MOVIE REVIEW- Kicking bot: 'Transformer' comedy better than drama
Michael Bay has done it again! That's either good or bad news, depending on how you feel about his big, stupid action movies (Armageddon, Pearl Harbor, Bad Boys I and II) that cost a lot to make and usually show a healthy profit– junk food at gourmet prices.
It's also good or bad news for Transformers fans, since this time Bay has done it to Transformers. The fanboys seemed to react enthusiastically at a preview screening before going home to complain on nitpick.com. They cheered everything from the Hasbro Toys logo to Peter Cullen's narration as Optimus Prime from the TV series to various familiar figures as they made their appearances.
For the uninitiated, Transformers are shape-shifting robotic figures– think Super Legos– who survived when life as they knew it on the planet Cybertron was destroyed. They've come to Earth in search of the Cube, or Allspark, the source of their life (or as Hitchcock would say, the McGuffin).
There are good Transformers, Prime's Autobots, and bad Transformers, the Decepticons, led by Megatron (voiced by Hugo Weaving), with humanity caught in their crossfire. If the Autobots get the Allspark, everything will be okay; if the Decepticons get it, life on Earth will end. No pressure.
Of the human characters who get caught up in the battle, the most prominent is Sam Witwicky (Shia LaBeouf), an 11th-grader whose first priority is getting a car; second is catching the eye of the unattainable Mikaela (Megan Fox). Sam's great-great-grandfather was an Arctic explorer who stumbled on a strange cube and inadvertently left a clue to its whereabouts that Sam is unknowingly trying to sell on eBay.
Sam's parents (Kevin Dunn and Julie White) are straight out of sitcomland, making Transformers the funniest scicom since Third Rock from the Sun. The comedy begins with a cameo by Bernie Mac as used car salesman Bobby Bolivia and never quite reaches that level again.

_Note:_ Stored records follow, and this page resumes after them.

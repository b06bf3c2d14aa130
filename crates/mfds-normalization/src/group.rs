//! Ingredient group keys and the Korean-to-English cross-reference.

use std::collections::BTreeMap;

use mfds_model::CandidateRecord;
use tracing::debug;

use crate::dosage::strip_dosage;
use crate::salts::{ENGLISH_SALTS, KOREAN_SALTS, strip_salts};

/// Dosage- and salt-free English ingredient base.
pub fn normalize_ingredient_eng(raw: &str) -> String {
    strip_salts(&strip_dosage(raw), &ENGLISH_SALTS)
}

/// Dosage- and salt-free Korean ingredient base.
pub fn normalize_ingredient_kor(raw: &str) -> String {
    strip_salts(&strip_dosage(raw), &KOREAN_SALTS)
}

/// Maps normalized Korean ingredients to the English group key they were
/// observed with, built from records carrying both languages.
///
/// When one Korean key is paired with several English keys, the pairing seen
/// most often wins and ties go to the smallest English key, so the result
/// does not depend on pool order.
#[derive(Debug, Clone, Default)]
pub struct CrossReference {
    korean_to_english: BTreeMap<String, String>,
    conflicts: usize,
}

impl CrossReference {
    pub fn build<'a, I>(pool: I) -> Self
    where
        I: IntoIterator<Item = &'a CandidateRecord>,
    {
        let mut votes: BTreeMap<String, BTreeMap<String, usize>> = BTreeMap::new();
        for candidate in pool {
            if candidate.ingredient.trim().is_empty() || candidate.ingredient_eng.trim().is_empty()
            {
                continue;
            }
            let korean = normalize_ingredient_kor(&candidate.ingredient);
            let english = normalize_ingredient_eng(&candidate.ingredient_eng);
            if korean.is_empty() || english.is_empty() {
                continue;
            }
            *votes.entry(korean).or_default().entry(english).or_default() += 1;
        }

        let mut korean_to_english = BTreeMap::new();
        let mut conflicts = 0;
        for (korean, english_votes) in votes {
            if english_votes.len() > 1 {
                conflicts += 1;
                debug!(
                    korean = %korean,
                    candidates = english_votes.len(),
                    "conflicting english keys for korean ingredient"
                );
            }
            // Ascending key order: a later key must strictly outvote to win.
            let mut best: Option<(String, usize)> = None;
            for (english, count) in english_votes {
                if best.as_ref().is_none_or(|(_, best_count)| count > *best_count) {
                    best = Some((english, count));
                }
            }
            if let Some((english, _)) = best {
                korean_to_english.insert(korean, english);
            }
        }
        Self {
            korean_to_english,
            conflicts,
        }
    }

    pub fn english_for(&self, korean: &str) -> Option<&str> {
        self.korean_to_english.get(korean).map(String::as_str)
    }

    pub fn len(&self) -> usize {
        self.korean_to_english.len()
    }

    pub fn is_empty(&self) -> bool {
        self.korean_to_english.is_empty()
    }

    /// Number of Korean keys that were paired with more than one English key.
    pub fn conflicts(&self) -> usize {
        self.conflicts
    }
}

/// Canonical ingredient group key of a record; empty when the record has no
/// usable ingredient text.
pub fn group_key(candidate: &CandidateRecord, xref: &CrossReference) -> String {
    if !candidate.ingredient_eng.trim().is_empty() {
        let english = normalize_ingredient_eng(&candidate.ingredient_eng);
        if !english.is_empty() {
            return english;
        }
    }
    let korean = normalize_ingredient_kor(&candidate.ingredient);
    if korean.is_empty() {
        return korean;
    }
    match xref.english_for(&korean) {
        Some(english) => english.to_string(),
        None => korean,
    }
}

#[cfg(test)]
mod tests {
    use super::*;

    fn record(ingredient: &str, ingredient_eng: &str) -> CandidateRecord {
        CandidateRecord {
            item_name: "테스트주".to_string(),
            ingredient: ingredient.to_string(),
            ingredient_eng: ingredient_eng.to_string(),
            ..CandidateRecord::default()
        }
    }

    #[test]
    fn english_key_preferred() {
        let xref = CrossReference::default();
        let rec = record("페메트렉시드이나트륨염칠수화물", "Pemetrexed Disodium Heptahydrate");
        assert_eq!(group_key(&rec, &xref), "PEMETREXED");
    }

    #[test]
    fn korean_key_without_cross_reference() {
        let xref = CrossReference::default();
        assert_eq!(group_key(&record("페메트렉시드이나트륨염칠수화물", ""), &xref), "페메트렉시드");
        assert_eq!(group_key(&record("페메트렉시드이나트륨", ""), &xref), "페메트렉시드");
    }

    #[test]
    fn korean_only_record_joins_english_group() {
        let pool = vec![
            record("페메트렉시드이나트륨염칠수화물", "Pemetrexed Disodium Heptahydrate"),
            record("페메트렉시드이나트륨", ""),
        ];
        let xref = CrossReference::build(&pool);
        assert_eq!(xref.len(), 1);
        assert_eq!(group_key(&pool[1], &xref), "PEMETREXED");
    }

    #[test]
    fn empty_ingredient_has_empty_key() {
        let xref = CrossReference::default();
        assert_eq!(group_key(&record("", ""), &xref), "");
        assert_eq!(group_key(&record(" ", "  "), &xref), "");
    }

    #[test]
    fn conflicting_pairings_resolve_deterministically() {
        let pool = vec![
            record("이마티닙메실산염", "Imatinib Mesylate"),
            record("이마티닙", "Imatinib"),
            record("이마티닙", "Gleevec Base"),
        ];
        let xref = CrossReference::build(&pool);
        assert_eq!(xref.english_for("이마티닙"), Some("IMATINIB"));
        assert_eq!(xref.conflicts(), 1);

        let tie = vec![record("타다라필", "Tadalafil B"), record("타다라필", "Tadalafil A")];
        let xref = CrossReference::build(&tie);
        assert_eq!(xref.english_for("타다라필"), Some("TADALAFIL A"));

        let reversed: Vec<CandidateRecord> = tie.into_iter().rev().collect();
        let xref = CrossReference::build(&reversed);
        assert_eq!(xref.english_for("타다라필"), Some("TADALAFIL A"));
    }
}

More serious are the military men, Capt. Lennox (Josh Duhamel) and Sgt. Epps (Tyrese Gibson), who survive an attack by Decepticons on their base in Qatar involving a helicopter thought to have been shot down over Afghanistan, that transforms into a giant robot.
Secretary of Defense John Keller (Jon Voight) tries to sort things out with the help of hot computer analyst Maggie Madsen (Rachael Taylor) and her hacker friend Glen Whitmann (Anthony Anderson). Finally there's Agent Simmons (John Turturro) and his men in black from super-secret government agency Sector 7. Simmons has what he calls a "Do what I want and get away with it" badge (obviously on loan from the President).

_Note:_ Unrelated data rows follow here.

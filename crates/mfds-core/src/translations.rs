//! Reviewer-confirmed English to Korean product name translations.

use std::collections::BTreeMap;

use mfds_normalization::{Cleaner, collapse_whitespace, contains_hangul};

#[derive(Debug, Clone, Default)]
pub struct Translations {
    english_to_korean: BTreeMap<String, String>,
}

impl Translations {
    pub fn new() -> Self {
        Self::default()
    }

    /// Builds from `(english, korean)` pairs. English keys are uppercased and
    /// whitespace-collapsed; pairs whose Korean side has no Hangul are dropped.
    pub fn from_pairs<I, E, K>(pairs: I) -> Self
    where
        I: IntoIterator<Item = (E, K)>,
        E: AsRef<str>,
        K: AsRef<str>,
    {
        let mut translations = Self::new();
        for (english, korean) in pairs {
            translations.insert(english.as_ref(), korean.as_ref());
        }
        translations
    }

    /// Returns false when the pair was rejected.
    pub fn insert(&mut self, english: &str, korean: &str) -> bool {
        let key = collapse_whitespace(&english.to_uppercase());
        let korean = korean.trim();
        if key.is_empty() || !contains_hangul(korean) {
            return false;
        }
        self.english_to_korean.insert(key, korean.to_string());
        true
    }

    /// Runs both sides through `cleaner`, so keys compare equal to the
    /// cleaned input keys they translate. When two keys clean to the same
    /// string, the one sorting last wins.
    pub fn cleaned_with(&self, cleaner: &Cleaner) -> Self {
        let mut cleaned = Self::new();
        for (english, korean) in &self.english_to_korean {
            let key = cleaner.clean(english);
            let korean = cleaner.clean(korean);
            if !key.is_empty() && contains_hangul(&korean) {
                cleaned.english_to_korean.insert(key, korean);
            }
        }
        cleaned
    }

    pub fn get(&self, english_key: &str) -> Option<&str> {
        self.english_to_korean
            .get(english_key)
            .map(String::as_str)
    }

    pub fn len(&self) -> usize {
        self.english_to_korean.len()
    }

    pub fn is_empty(&self) -> bool {
        self.english_to_korean.is_empty()
    }
}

Sam's new 1976 Camaro turns out to be a Transformer named Bumblebee, transformed into a car with a mind of its own. It carries him to adventures most teenagers only dream of. The Autobots begin following him around like Mary's little lamb, creating some pretty ridiculous situations.
Even the Decepticons have a sense of humor in this movie. At one point, one becomes a police car with the motto, "To punish and enslave." Of course they can also give new meaning to the phrase "monster trucks."

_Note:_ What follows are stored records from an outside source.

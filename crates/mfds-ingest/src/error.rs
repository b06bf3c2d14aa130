use std::path::PathBuf;

#[derive(Debug, thiserror::Error)]
pub enum IngestError {
    #[error("failed to read file {path}: {source}")]
    Io {
        path: PathBuf,
        #[source]
        source: std::io::Error,
    },

    #[error("failed to parse CSV {path}: {source}")]
    Csv {
        path: PathBuf,
        #[source]
        source: csv::Error,
    },

    #[error("missing required column {column} in {path}")]
    MissingColumn { path: PathBuf, column: String },
}

impl IngestError {
    pub(crate) fn io(path: impl Into<PathBuf>, source: std::io::Error) -> Self {
        Self::Io {
            path: path.into(),
            source,
        }
    }

    pub(crate) fn csv(path: impl Into<PathBuf>, source: csv::Error) -> Self {
        Self::Csv {
            path: path.into(),
            source,
        }
    }
}

pub type Result<T> = std::result::Result<T, IngestError>;
//! Product-name cleaning into canonical search keys.

use std::sync::LazyLock;

use crate::script::collapse_whitespace;

/// Data-entry artifact tokens found trailing (or embedded in) hospital
/// product names.
pub const DEFAULT_ARTIFACT_TOKENS: &[&str] =
    &["P5V>>", "EUP>>", "AB8>>", "CC4>>", "MPM>>", "G-O", ">>"];

static DEFAULT_CLEANER: LazyLock<Cleaner> = LazyLock::new(Cleaner::default);

/// Cleans a raw product name with the default artifact token list.
pub fn clean(raw: &str) -> String {
    DEFAULT_CLEANER.clean(raw)
}

/// Name cleaner with a configurable artifact token list.
#[derive(Debug, Clone)]
pub struct Cleaner {
    /// Uppercased, longest first.
    tokens: Vec<String>,
}

impl Default for Cleaner {
    fn default() -> Self {
        Self::new(DEFAULT_ARTIFACT_TOKENS.iter().copied())
    }
}

impl Cleaner {
    pub fn new<I, S>(tokens: I) -> Self
    where
        I: IntoIterator<Item = S>,
        S: AsRef<str>,
    {
        let mut tokens: Vec<String> = tokens
            .into_iter()
            .map(|token| token.as_ref().trim().to_uppercase())
            .filter(|token| !token.is_empty())
            .collect();
        tokens.dedup();
        // Stable sort keeps the configured order among equal lengths.
        tokens.sort_by(|a, b| b.chars().count().cmp(&a.chars().count()));
        Self { tokens }
    }

    pub fn tokens(&self) -> &[String] {
        &self.tokens
    }

    /// Trim, uppercase, replace `.` with a space, remove artifact tokens
    /// until a full pass finds none, collapse whitespace.
    ///
    /// Uppercasing leaves Hangul untouched.
    pub fn clean(&self, raw: &str) -> String {
        let mut cleaned = raw.trim().to_uppercase().replace('.', " ");
        // Shorter tokens such as ">>" are suffixes of longer ones, so restart
        // from the longest token after every removal.
        'scan: loop {
            for token in &self.tokens {
                if let Some(pos) = cleaned.find(token.as_str()) {
                    cleaned.replace_range(pos..pos + token.len(), "");
                    continue 'scan;
                }
            }
            break;
        }
        collapse_whitespace(&cleaned)
    }
}

#[cfg(test)]
mod tests {
    use super::*;

    #[test]
    fn empty_input() {
        assert_eq!(clean(""), "");
        assert_eq!(clean("   \t "), "");
    }

    #[test]
    fn uppercases_and_replaces_dots() {
        assert_eq!(clean("  glivec tab.  100mg "), "GLIVEC TAB 100MG");
    }

    #[test]
    fn keeps_hangul_untouched() {
        assert_eq!(clean("허셉틴주150밀리그램"), "허셉틴주150밀리그램");
        assert_eq!(clean("tykerb정 250mg"), "TYKERB정 250MG");
    }

    #[test]
    fn removes_trailing_artifact_tokens() {
        assert_eq!(clean("Herceptin inj P5V>>"), "HERCEPTIN INJ");
        assert_eq!(clean("Glivec tab>>"), "GLIVEC TAB");
        assert_eq!(clean("Sutent cap mpm>>"), "SUTENT CAP");
    }

    #[test]
    fn removes_longest_token_first() {
        // "EUP>>" must go as a whole, not leave "EUP" behind after ">>".
        assert_eq!(clean("Avastin EUP>>"), "AVASTIN");
    }

    #[test]
    fn repeats_until_no_token_left() {
        assert_eq!(clean("Tarceva G-O >> AB8>>"), "TARCEVA");
    }

    #[test]
    fn custom_tokens() {
        let cleaner = Cleaner::new(["zz9", ""]);
        assert_eq!(cleaner.tokens(), &["ZZ9".to_string()]);
        assert_eq!(cleaner.clean("Nexavar ZZ9"), "NEXAVAR");
        // Default tokens are not applied by a custom cleaner.
        assert_eq!(cleaner.clean("Nexavar>>"), "NEXAVAR>>");
    }
}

The plot has its moments, the comedy more effective than the drama, but it's just an excuse to string together the action sequences. The Transformations are cool and well executed, but the battles, despite the awesome effects, are fast, chaotic and cluttered, shot so it's impossible to tell who's doing what to whom– or what's doing what to what. Bay is obviously inspired by animé and has made Transformers a live-action/CGI cartoon.
At least Transformers gives you something for your money, but as stories of young Earthlings resolving intergalactic conflicts go, I prefer a forgotten relic of the ‘80s, The Last Starfighter.
The Witwicky family motto is "No sacrifice, no victory!" I sacrificed two and a half hours of my life watching Transformers. What do I win?
Incidentally, I'm rarely surprised at coincidences that come out of Hollywood, where imitation is the sincerest form of creative poverty; but this week's big new releases License to Wed and Transformers both feature scenes of robots urinating on people. What are the odds?!!!